Boris Reizis, Ph.D.
2020 Funding recipient
The role and mechanism of microenvironment-driven hematopoietic abnormalities in MDS
Discovery Research Grant 2020
Myelodysplastic syndromes (MDS) are a group of diseases affecting the formation of blood, leading to reduced blood clotting, low red blood cell numbers, and increased risk of blood cancer (leukemia). These abnormalities are often caused by defects in the blood stem cells that normally reside in the bone marrow and sustain blood formation. In addition, many MDS patients show abnormalities in the bone marrow cavity such as the accumulation of connective tissue fibers that dislodge blood progenitor cells. The relative importance of the abnormalities of the bone marrow microenvironment (the so-called “niche”) versus blood stem cell defects are still poorly understood.
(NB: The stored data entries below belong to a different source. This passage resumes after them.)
//! Shared application state.

use std::sync::Arc;

use inventory::InventoryStore;
use ledger::SaleLedger;
use settlement::{CheckoutOrchestrator, PaymentGate, SalesHistory, SettlementConfig};

/// Payment gate as held by the server; chosen at startup.
pub type SharedGate = Arc<dyn PaymentGate>;

/// Shared application state accessible from all handlers.
pub struct AppState<I: InventoryStore, L: SaleLedger> {
    pub orchestrator: CheckoutOrchestrator<I, L, SharedGate>,
    pub history: SalesHistory<I, L>,
}

impl<I, L> AppState<I, L>
where
    I: InventoryStore + Clone,
    L: SaleLedger + Clone,
{
    pub fn new(inventory: I, ledger: L, gate: SharedGate, config: SettlementConfig) -> Self {
        Self {
            history: SalesHistory::new(inventory.clone(), ledger.clone()),
            orchestrator: CheckoutOrchestrator::with_config(inventory, ledger, gate, config),
        }
    }

    pub fn inventory(&self) -> &I {
        self.orchestrator.inventory()
    }

    pub fn ledger(&self) -> &L {
        self.orchestrator.ledger()
    }
}
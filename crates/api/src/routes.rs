pub mod checkout;
pub mod health;
pub mod metrics;
pub mod sales;

use axum::http::HeaderMap;
use common::BuyerId;

/// Header carrying the authenticated buyer identity.
pub const BUYER_HEADER: &str = "x-buyer-id";

/// Reads the buyer identity, if the request carries a non-blank one.
pub fn buyer_from(headers: &HeaderMap) -> Option<BuyerId> {
    headers
        .get(BUYER_HEADER)
        .and_then(|v| v.to_str().ok())
        .map(str::trim)
        .filter(|v| !v.is_empty())
        .map(BuyerId::new)
}
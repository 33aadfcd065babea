//! Sales history with product details joined at read time.

use std::collections::HashMap;

use common::{BuyerId, CheckoutId};
use inventory::InventoryStore;
use ledger::{SaleLedger, SaleRecord};

use crate::error::Result;
use crate::outcome::SaleView;

pub const RECENT_DEFAULT_LIMIT: usize = 50;
pub const RECENT_MAX_LIMIT: usize = 200;

/// Read side of the ledger.
///
/// Records only snapshot price and quantity; names, descriptions and images
/// are looked up when the history is read, so a renamed product shows its
/// current name.
pub struct SalesHistory<I, L>
where
    I: InventoryStore,
    L: SaleLedger,
{
    inventory: I,
    ledger: L,
}

impl<I, L> SalesHistory<I, L>
where
    I: InventoryStore,
    L: SaleLedger,
{
    pub fn new(inventory: I, ledger: L) -> Self {
        Self { inventory, ledger }
    }

    /// Every sale of one buyer, most recent first.
    #[tracing::instrument(skip(self, buyer), fields(buyer = %buyer))]
    pub async fn for_buyer(&self, buyer: &BuyerId) -> Result<Vec<SaleView>> {
        let records = self.ledger.list_by_buyer(buyer).await?;
        self.join(records).await
    }

    /// The most recent sales across all buyers. `limit` is clamped to
    /// `1..=RECENT_MAX_LIMIT`; `None` means [`RECENT_DEFAULT_LIMIT`].
    #[tracing::instrument(skip(self))]
    pub async fn recent(&self, limit: Option<usize>) -> Result<Vec<SaleView>> {
        let limit = clamp_limit(limit);
        let records = self.ledger.list_recent(limit).await?;
        self.join(records).await
    }

    /// The records of one checkout attempt, in item order.
    #[tracing::instrument(skip(self))]
    pub async fn for_checkout(&self, checkout_id: CheckoutId) -> Result<Vec<SaleView>> {
        let records = self.ledger.list_by_checkout(checkout_id).await?;
        self.join(records).await
    }

    async fn join(&self, records: Vec<SaleRecord>) -> Result<Vec<SaleView>> {
        let mut ids: Vec<_> = records.iter().filter_map(SaleRecord::product_id).collect();
        ids.sort_unstable();
        ids.dedup();

        let products: HashMap<_, _> = if ids.is_empty() {
            HashMap::new()
        } else {
            self.inventory
                .get_many(&ids)
                .await?
                .into_iter()
                .map(|p| (p.id, p.summary()))
                .collect()
        };

        Ok(records
            .into_iter()
            .map(|record| SaleView {
                product: record.product_id().and_then(|id| products.get(&id).cloned()),
                record,
            })
            .collect())
    }
}

pub fn clamp_limit(limit: Option<usize>) -> usize {
    limit
        .unwrap_or(RECENT_DEFAULT_LIMIT)
        .clamp(1, RECENT_MAX_LIMIT)
}
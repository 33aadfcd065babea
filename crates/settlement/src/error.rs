//! Settlement error types.

use common::{InvalidQuantity, ProductId};
use inventory::InventoryError;
use ledger::LedgerError;
use thiserror::Error;

/// A checkout request that cannot be settled at all.
///
/// Raised while building a [`crate::CheckoutRequest`]; once a request
/// exists, settling it never fails as a whole.
#[derive(Debug, Error, PartialEq, Eq)]
pub enum SettlementError {
    /// The checkout has no line items.
    #[error("Checkout has no items")]
    EmptyCheckout,

    /// A line item asked for zero or a negative number of units.
    #[error("Item {index}: {source}")]
    InvalidQuantity {
        index: usize,
        #[source]
        source: InvalidQuantity,
    },

    /// A price or total was below zero.
    #[error("Negative amount for {0}")]
    NegativeAmount(String),
}

/// Failures of the direct single-item sale path.
#[derive(Debug, Error)]
pub enum SaleError {
    #[error(transparent)]
    InvalidQuantity(#[from] InvalidQuantity),

    /// The product identifier is not in the store's key format.
    #[error("Invalid product identifier: {0}")]
    InvalidIdentifier(String),

    #[error("Product not found: {0}")]
    ProductNotFound(ProductId),

    #[error("Insufficient stock for product {product_id}: requested {requested}")]
    StockInsufficient { product_id: ProductId, requested: u32 },

    /// Storage failed or timed out.
    #[error("Internal error: {0}")]
    Internal(String),
}

/// Failures while reading sales history.
#[derive(Debug, Error)]
pub enum HistoryError {
    #[error("Ledger error: {0}")]
    Ledger(#[from] LedgerError),

    #[error("Inventory error: {0}")]
    Inventory(#[from] InventoryError),
}

/// Convenience type alias for history reads.
pub type Result<T> = std::result::Result<T, HistoryError>;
We have been using two novel experimental animal models to study bone tissue-driven MDS and blood stem cell-driven leukemia, respectively. In the first model, the loss of genes that usually oppose cancer development (the so-called “tumor suppressors”) causes fatal MDS-like disease associated with excessive bone and fiber formation in the bone marrow. In the past year, we have generated strong evidence that the disease is caused by the defects in the bone marrow niche rather than in the blood cells themselves, and characterized these defects at the cellular and molecular level. In the second model, the introduction of genetic mutations specifically into blood stem cells of unperturbed animals allows us to trace the process of leukemia development and characterize the effect of these mutations on normal blood formation. Using this model, we found that the introduction of an oncogenic mutation in blood stem cells rapidly subverts the normal process of blood development, with mutation- carrying cells rapidly overtaking normal cells. We also identified the precise cellular stage at which mutant cells outcompete their normal counterparts, and began characterizing the mechanisms of this “hostile takeover”. We hope that this work would help identify novel mechanisms of MDS and leukemia formation that might be targeted by emerging therapies.